Соответствие заболеваний, подлежащих неонатальному скринингу в РФ, критериям включения в государственную программу обследования новорожденных на наследственные заболевания представлено в таблице 2.
Таблица 2. Анализ соответствия скринируемых в РФ заболеваний критериям включения в программу массового обследования новорожденных.
Критерии
ФКУ
ВГ
МВ
АГС
ГАЛ
Клиническая и
лабораторная
очерченность
+++
+++
+++
+++
+++
Степень
инвалидизации /смертности
+++
+++
++/+++
(при мекониальном илеусе)
++/+++
(при сольтеряющем кризе)
+++/++
Распространен-ность
Высокая
1:10000
Высокая
1:4500
Высокая
1:2500
Средняя
1:14000
Низкая
1:30000
Приемлимость
и корректность
+++
+++
+++
+++
+++
Приемлемая
стоимость
+++
+
++
++
++
Эффективное
лечение
+++
+++
++
++
++
В то же время эффективность неонатального скрининга определяется не только повсеместным внедрением специального исследования новорожденных, оптимизацией материально-технической базы, но и соблюдением этапности входящего в него комплекса мер - последовательным проведением организационных, лабораторно-диагностических и лечебно-профилактических мероприятий.

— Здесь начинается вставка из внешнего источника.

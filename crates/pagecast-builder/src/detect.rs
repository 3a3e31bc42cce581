//! Project classification.

use pagecast_core::ProjectKind;
use serde::Deserialize;
use std::collections::HashMap;
use std::io::ErrorKind;
use std::path::{Path, PathBuf};

use crate::{BuildError, BuildResult};

pub const MANIFEST: &str = "package.json";

/// Framework configuration files whose presence marks a static-export project.
pub const FRAMEWORK_CONFIGS: [&str; 2] = ["next.config.js", "next.config.ts"];

/// Build scripts in order of preference. `dev` is a last resort.
pub const BUILD_SCRIPTS: [&str; 3] = ["build", "build:prod", "dev"];

/// The subset of `package.json` the runner reads.
#[derive(Debug, Default, Deserialize)]
pub struct Manifest {
    #[serde(default)]
    pub scripts: HashMap<String, String>,
}

impl Manifest {
    /// First declared script from [`BUILD_SCRIPTS`].
    pub fn build_script(&self) -> Option<&'static str> {
        BUILD_SCRIPTS
            .into_iter()
            .find(|name| self.scripts.contains_key(*name))
    }
}

/// What the runner needs to know about a checkout.
#[derive(Debug, Clone, PartialEq, Eq)]
pub struct ProjectInfo {
    pub kind: ProjectKind,
    /// `None` when the manifest declares none of the build scripts.
    pub script: Option<&'static str>,
}

/// Inspect `project_dir` and classify it.
pub async fn detect(project_dir: &Path) -> BuildResult<ProjectInfo> {
    let manifest_path = project_dir.join(MANIFEST);
    let raw = match tokio::fs::read(&manifest_path).await {
        Ok(raw) => raw,
        Err(e) if e.kind() == ErrorKind::NotFound => {
            return Err(BuildError::ManifestNotFound(manifest_path));
        }
        Err(e) => return Err(e.into()),
    };
    let manifest: Manifest = serde_json::from_slice(&raw).map_err(|e| {
        BuildError::ManifestInvalid(format!("{}: {}", manifest_path.display(), e))
    })?;

    let kind = if framework_config(project_dir).await.is_some() {
        ProjectKind::FrameworkSsg
    } else {
        ProjectKind::Generic
    };

    Ok(ProjectInfo {
        kind,
        script: manifest.build_script(),
    })
}

async fn framework_config(project_dir: &Path) -> Option<PathBuf> {
    for name in FRAMEWORK_CONFIGS {
        let path = project_dir.join(name);
        if tokio::fs::try_exists(&path).await.unwrap_or(false) {
            return Some(path);
        }
    }
    None
}

/// Directory the build is expected to leave its output in.
pub async fn resolve_output(project_dir: &Path, kind: ProjectKind) -> BuildResult<PathBuf> {
    let candidates: &[&str] = match kind {
        ProjectKind::FrameworkSsg => &["out", ".next"],
        ProjectKind::Generic => &["dist"],
    };

    for name in candidates {
        let dir = project_dir.join(name);
        if tokio::fs::metadata(&dir)
            .await
            .map(|m| m.is_dir())
            .unwrap_or(false)
        {
            return Ok(tokio::fs::canonicalize(&dir).await?);
        }
    }
    Err(BuildError::BuildOutputNotFound(project_dir.join(candidates[0])))
}

#[cfg(test)]
mod tests {
    use super::*;

    fn manifest(json: &str) -> Manifest {
        serde_json::from_str(json).unwrap()
    }

    #[test]
    fn test_script_preference() {
        let m = manifest(r#"{"scripts":{"dev":"d","build:prod":"p","build":"b"}}"#);
        assert_eq!(m.build_script(), Some("build"));

        let m = manifest(r#"{"scripts":{"dev":"d","build:prod":"p"}}"#);
        assert_eq!(m.build_script(), Some("build:prod"));

        let m = manifest(r#"{"scripts":{"dev":"d","start":"s"}}"#);
        assert_eq!(m.build_script(), Some("dev"));

        assert_eq!(manifest(r#"{"name":"x"}"#).build_script(), None);
    }

    #[tokio::test]
    async fn test_missing_manifest() {
        let dir = tempfile::tempdir().unwrap();
        let err = detect(dir.path()).await.unwrap_err();
        assert!(matches!(err, BuildError::ManifestNotFound(p) if p.ends_with(MANIFEST)));
    }

    #[tokio::test]
    async fn test_invalid_manifest() {
        let dir = tempfile::tempdir().unwrap();
        std::fs::write(dir.path().join(MANIFEST), "{ not json").unwrap();
        let err = detect(dir.path()).await.unwrap_err();
        assert!(matches!(err, BuildError::ManifestInvalid(_)));
    }

    #[tokio::test]
    async fn test_classification() {
        let dir = tempfile::tempdir().unwrap();
        std::fs::write(dir.path().join(MANIFEST), r#"{"scripts":{"build":"vite build"}}"#)
            .unwrap();

        let info = detect(dir.path()).await.unwrap();
        assert_eq!(info.kind, ProjectKind::Generic);
        assert_eq!(info.script, Some("build"));

        std::fs::write(dir.path().join("next.config.ts"), "export default {}").unwrap();
        let info = detect(dir.path()).await.unwrap();
        assert_eq!(info.kind, ProjectKind::FrameworkSsg);
    }

    #[tokio::test]
    async fn test_output_resolution() {
        let dir = tempfile::tempdir().unwrap();

        let err = resolve_output(dir.path(), ProjectKind::Generic).await.unwrap_err();
        assert!(matches!(err, BuildError::BuildOutputNotFound(p) if p.ends_with("dist")));

        std::fs::create_dir(dir.path().join(".next")).unwrap();
        let out = resolve_output(dir.path(), ProjectKind::FrameworkSsg).await.unwrap();
        assert!(out.ends_with(".next"));
        assert!(out.is_absolute());

        std::fs::create_dir(dir.path().join("out")).unwrap();
        let out = resolve_output(dir.path(), ProjectKind::FrameworkSsg).await.unwrap();
        assert!(out.ends_with("out"));
    }
}
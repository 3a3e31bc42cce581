//! Core domain types and traits for the pagecast deployment platform.
//!
//! This crate contains:
//! - Job identifiers and the deployment status state machine
//! - Build descriptors shared by the builder and the sync engine
//! - The object-store, job-queue and status-store traits
//! - Object key layout and content-type mapping

pub mod artifact;
pub mod content_type;
pub mod error;
pub mod id;
pub mod project;
pub mod queue;
pub mod status;

pub use artifact::{ObjectStore, ObjectSummary, StoredObject};
pub use content_type::content_type_for;
pub use error::{Error, Result};
pub use id::JobId;
pub use project::{BuildDescriptor, ProjectKind};
pub use queue::{JobQueue, StatusStore};
pub use status::DeploymentStatus;
//! Configuration errors.

use thiserror::Error;

#[derive(Debug, Error)]
pub enum ConfigError {
    #[error("KDL parse error: {0}")]
    Parse(#[from] kdl::KdlError),

    #[error("missing required configuration: {0}")]
    MissingField(String),

    #[error("invalid value for {field}: {message}")]
    InvalidValue { field: String, message: String },

    #[error("IO error: {0}")]
    Io(#[from] std::io::Error),
}

pub type ConfigResult<T> = std::result::Result<T, ConfigError>;
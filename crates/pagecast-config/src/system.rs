//! Resolved, validated service configuration.

use crate::{ConfigError, ConfigResult, FileConfig};
use std::fmt;
use std::net::SocketAddr;
use std::path::{Path, PathBuf};
use std::str::FromStr;
use std::time::Duration;

/// Everything a pagecast process needs before it touches the network.
#[derive(Debug, Clone)]
pub struct SystemConfig {
    pub storage: StorageConfig,
    pub queue: QueueConfig,
    pub worker: WorkerConfig,
    pub http: HttpConfig,
}

/// Object store backend selection.
#[derive(Debug, Clone, PartialEq, Eq)]
pub enum StorageConfig {
    S3(S3Config),
    Local { root: PathBuf },
}

#[derive(Clone, PartialEq, Eq)]
pub struct S3Config {
    pub bucket: String,
    pub region: String,
    pub access_key_id: String,
    pub secret_access_key: String,
    pub session_token: Option<String>,
    /// Custom endpoint (MinIO, localstack). Requests use path-style URLs.
    pub endpoint: Option<String>,
}

impl fmt::Debug for S3Config {
    fn fmt(&self, f: &mut fmt::Formatter<'_>) -> fmt::Result {
        f.debug_struct("S3Config")
            .field("bucket", &self.bucket)
            .field("region", &self.region)
            .field("access_key_id", &self.access_key_id)
            .field("secret_access_key", &"[REDACTED]")
            .field("session_token", &self.session_token.as_ref().map(|_| "[REDACTED]"))
            .field("endpoint", &self.endpoint)
            .finish()
    }
}

#[derive(Debug, Clone, PartialEq, Eq)]
pub struct QueueConfig {
    pub database_url: String,
    /// How long an idle dequeue waits between polls.
    pub poll_interval: Duration,
    /// Claims older than this are returned to the queue at worker startup.
    pub visibility_timeout: Duration,
}

#[derive(Debug, Clone, PartialEq, Eq)]
pub struct WorkerConfig {
    /// Root directory holding one workspace per job.
    pub workspace: PathBuf,
    /// Delay before retrying the queue after a transport error.
    pub retry_delay: Duration,
    /// Package manager binary used for install and build.
    pub npm: String,
    /// Upper bound on each build subprocess; unbounded when `None`.
    pub build_timeout: Option<Duration>,
    /// Concurrent object-store transfers per job.
    pub transfer_concurrency: usize,
}

#[derive(Debug, Clone, PartialEq, Eq)]
pub struct HttpConfig {
    pub api_addr: SocketAddr,
    pub edge_addr: SocketAddr,
}

impl SystemConfig {
    /// Load the optional config file and overlay the process environment.
    pub fn load(path: Option<&Path>) -> ConfigResult<Self> {
        let file = FileConfig::load(path)?;
        Self::resolve(&file, &|key| std::env::var(key).ok())
    }

    /// Resolve against an explicit environment lookup.
    pub fn resolve(file: &FileConfig, env: &dyn Fn(&str) -> Option<String>) -> ConfigResult<Self> {
        let mut resolver = Resolver::new(file, env);
        let storage = StorageConfig::resolve_with(&mut resolver)?;
        let queue = QueueConfig::resolve_with(&mut resolver)?;
        let worker = WorkerConfig::resolve_with(&mut resolver)?;
        let http = HttpConfig::resolve_with(&mut resolver)?;
        resolver.finish()?;

        Ok(Self {
            storage,
            queue,
            worker,
            http,
        })
    }
}

impl StorageConfig {
    fn resolve_with(r: &mut Resolver<'_>) -> ConfigResult<Self> {
        let backend = r
            .optional("PAGECAST_STORAGE", "storage.backend")
            .unwrap_or_else(|| "s3".to_string());

        match backend.as_str() {
            "s3" => Ok(StorageConfig::S3(S3Config {
                access_key_id: r.required_env("AWS_ACCESS_KEY_ID"),
                secret_access_key: r.required_env("AWS_SECRET_ACCESS_KEY"),
                region: r.required("AWS_REGION", "storage.region"),
                bucket: r.required("AWS_BUCKET_NAME", "storage.bucket"),
                session_token: r.optional_env("AWS_SESSION_TOKEN"),
                endpoint: r.optional("AWS_ENDPOINT_URL", "storage.endpoint"),
            })),
            "local" => Ok(StorageConfig::Local {
                root: PathBuf::from(r.required("PAGECAST_STORAGE_ROOT", "storage.root")),
            }),
            other => Err(ConfigError::InvalidValue {
                field: "storage backend".to_string(),
                message: format!("expected \"s3\" or \"local\", got {:?}", other),
            }),
        }
    }
}

impl QueueConfig {
    /// Resolve only the queue settings, for commands that never touch storage.
    pub fn resolve(file: &FileConfig, env: &dyn Fn(&str) -> Option<String>) -> ConfigResult<Self> {
        let mut resolver = Resolver::new(file, env);
        let queue = Self::resolve_with(&mut resolver)?;
        resolver.finish()?;
        Ok(queue)
    }

    pub fn load(path: Option<&Path>) -> ConfigResult<Self> {
        let file = FileConfig::load(path)?;
        Self::resolve(&file, &|key| std::env::var(key).ok())
    }

    fn resolve_with(r: &mut Resolver<'_>) -> ConfigResult<Self> {
        Ok(Self {
            database_url: r.required("DATABASE_URL", "queue.database-url"),
            poll_interval: Duration::from_millis(r.parse_or(
                "PAGECAST_POLL_INTERVAL_MS",
                "queue.poll-interval-ms",
                1000,
            )?),
            visibility_timeout: Duration::from_secs(r.parse_or(
                "PAGECAST_VISIBILITY_TIMEOUT_SECS",
                "queue.visibility-timeout-secs",
                3600,
            )?),
        })
    }
}

impl WorkerConfig {
    fn resolve_with(r: &mut Resolver<'_>) -> ConfigResult<Self> {
        let workspace = r
            .optional("PAGECAST_WORKSPACE", "worker.workspace")
            .map(PathBuf::from)
            .unwrap_or_else(|| std::env::temp_dir().join("pagecast-workspace"));

        let build_timeout = match r.optional("PAGECAST_BUILD_TIMEOUT_SECS", "worker.build-timeout-secs")
        {
            Some(raw) => Some(Duration::from_secs(parse_value(
                "PAGECAST_BUILD_TIMEOUT_SECS",
                &raw,
            )?)),
            None => None,
        };

        let transfer_concurrency: usize = r.parse_or(
            "PAGECAST_TRANSFER_CONCURRENCY",
            "worker.transfer-concurrency",
            8,
        )?;
        if transfer_concurrency == 0 {
            return Err(ConfigError::InvalidValue {
                field: "PAGECAST_TRANSFER_CONCURRENCY".to_string(),
                message: "must be at least 1".to_string(),
            });
        }

        Ok(Self {
            workspace,
            retry_delay: Duration::from_secs(r.parse_or(
                "PAGECAST_RETRY_DELAY_SECS",
                "worker.retry-delay-secs",
                5,
            )?),
            npm: r
                .optional("PAGECAST_NPM", "worker.npm")
                .unwrap_or_else(|| "npm".to_string()),
            build_timeout,
            transfer_concurrency,
        })
    }
}

impl Default for WorkerConfig {
    fn default() -> Self {
        Self {
            workspace: std::env::temp_dir().join("pagecast-workspace"),
            retry_delay: Duration::from_secs(5),
            npm: "npm".to_string(),
            build_timeout: None,
            transfer_concurrency: 8,
        }
    }
}

impl HttpConfig {
    fn resolve_with(r: &mut Resolver<'_>) -> ConfigResult<Self> {
        Ok(Self {
            api_addr: r.parse_or(
                "PAGECAST_API_ADDR",
                "http.api-addr",
                SocketAddr::from(([0, 0, 0, 0], 3000)),
            )?,
            edge_addr: r.parse_or(
                "PAGECAST_EDGE_ADDR",
                "http.edge-addr",
                SocketAddr::from(([0, 0, 0, 0], 3001)),
            )?,
        })
    }
}

/// Looks values up in the environment first, then the file, and records
/// every missing required value so they can be reported together.
struct Resolver<'a> {
    file: &'a FileConfig,
    env: &'a dyn Fn(&str) -> Option<String>,
    missing: Vec<String>,
}

impl<'a> Resolver<'a> {
    fn new(file: &'a FileConfig, env: &'a dyn Fn(&str) -> Option<String>) -> Self {
        Self {
            file,
            env,
            missing: Vec::new(),
        }
    }

    fn optional_env(&self, env_key: &str) -> Option<String> {
        (self.env)(env_key).filter(|v| !v.trim().is_empty())
    }

    fn optional(&self, env_key: &str, file_key: &str) -> Option<String> {
        self.optional_env(env_key)
            .or_else(|| self.file.get(file_key).map(str::to_string))
    }

    fn required(&mut self, env_key: &str, file_key: &str) -> String {
        match self.optional(env_key, file_key) {
            Some(value) => value,
            None => {
                self.missing.push(env_key.to_string());
                String::new()
            }
        }
    }

    fn required_env(&mut self, env_key: &str) -> String {
        match self.optional_env(env_key) {
            Some(value) => value,
            None => {
                self.missing.push(env_key.to_string());
                String::new()
            }
        }
    }

    fn parse_or<T>(&self, env_key: &str, file_key: &str, default: T) -> ConfigResult<T>
    where
        T: FromStr,
        T::Err: fmt::Display,
    {
        match self.optional(env_key, file_key) {
            Some(raw) => parse_value(env_key, &raw),
            None => Ok(default),
        }
    }

    fn finish(self) -> ConfigResult<()> {
        if self.missing.is_empty() {
            Ok(())
        } else {
            Err(ConfigError::MissingField(self.missing.join(", ")))
        }
    }
}

fn parse_value<T>(field: &str, raw: &str) -> ConfigResult<T>
where
    T: FromStr,
    T::Err: fmt::Display,
{
    raw.trim().parse().map_err(|e: T::Err| ConfigError::InvalidValue {
        field: field.to_string(),
        message: format!("{:?}: {}", raw, e),
    })
}
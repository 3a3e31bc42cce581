//! Error types shared by the storage, queue and status backends.

use thiserror::Error;

#[derive(Debug, Error)]
pub enum Error {
    #[error("not found: {0}")]
    NotFound(String),

    #[error("invalid input: {0}")]
    InvalidInput(String),

    #[error("storage error: {0}")]
    Storage(String),

    #[error("queue transport error: {0}")]
    QueueTransport(String),

    #[error("status store error: {0}")]
    StatusStore(String),

    #[error("internal error: {0}")]
    Internal(String),
}

impl Error {
    pub fn is_not_found(&self) -> bool {
        matches!(self, Error::NotFound(_))
    }
}

pub type Result<T> = std::result::Result<T, Error>;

Обследование детей по программе неонатального скрининга в России осуществляется в три этапа:
I этап – «Сбор образцов». Осуществляется сотрудниками родильных стационаров: у доношенных новорожденных в родильном доме на 4 день жизни, у недоношенных детей на 7 день жизни берется кровь из пятки и в виде капель наносится на специальную фильтровальную бумагу (тест-бланк). Все полученные образцы крови высушиваются и отправляются в лабораторию неонатального скрининга. Главные задачи I этапа:
· информационно-разъяснительная работа с беременными, родильницами и членами их семей;
· максимальный охват новорожденных;
· качественный забор проб крови;
· правильное заполнение, высушивание и упаковка бланков;
· своевременная доставка бланков в лабораторию МГК (в течение 3 дней с момента забора крови).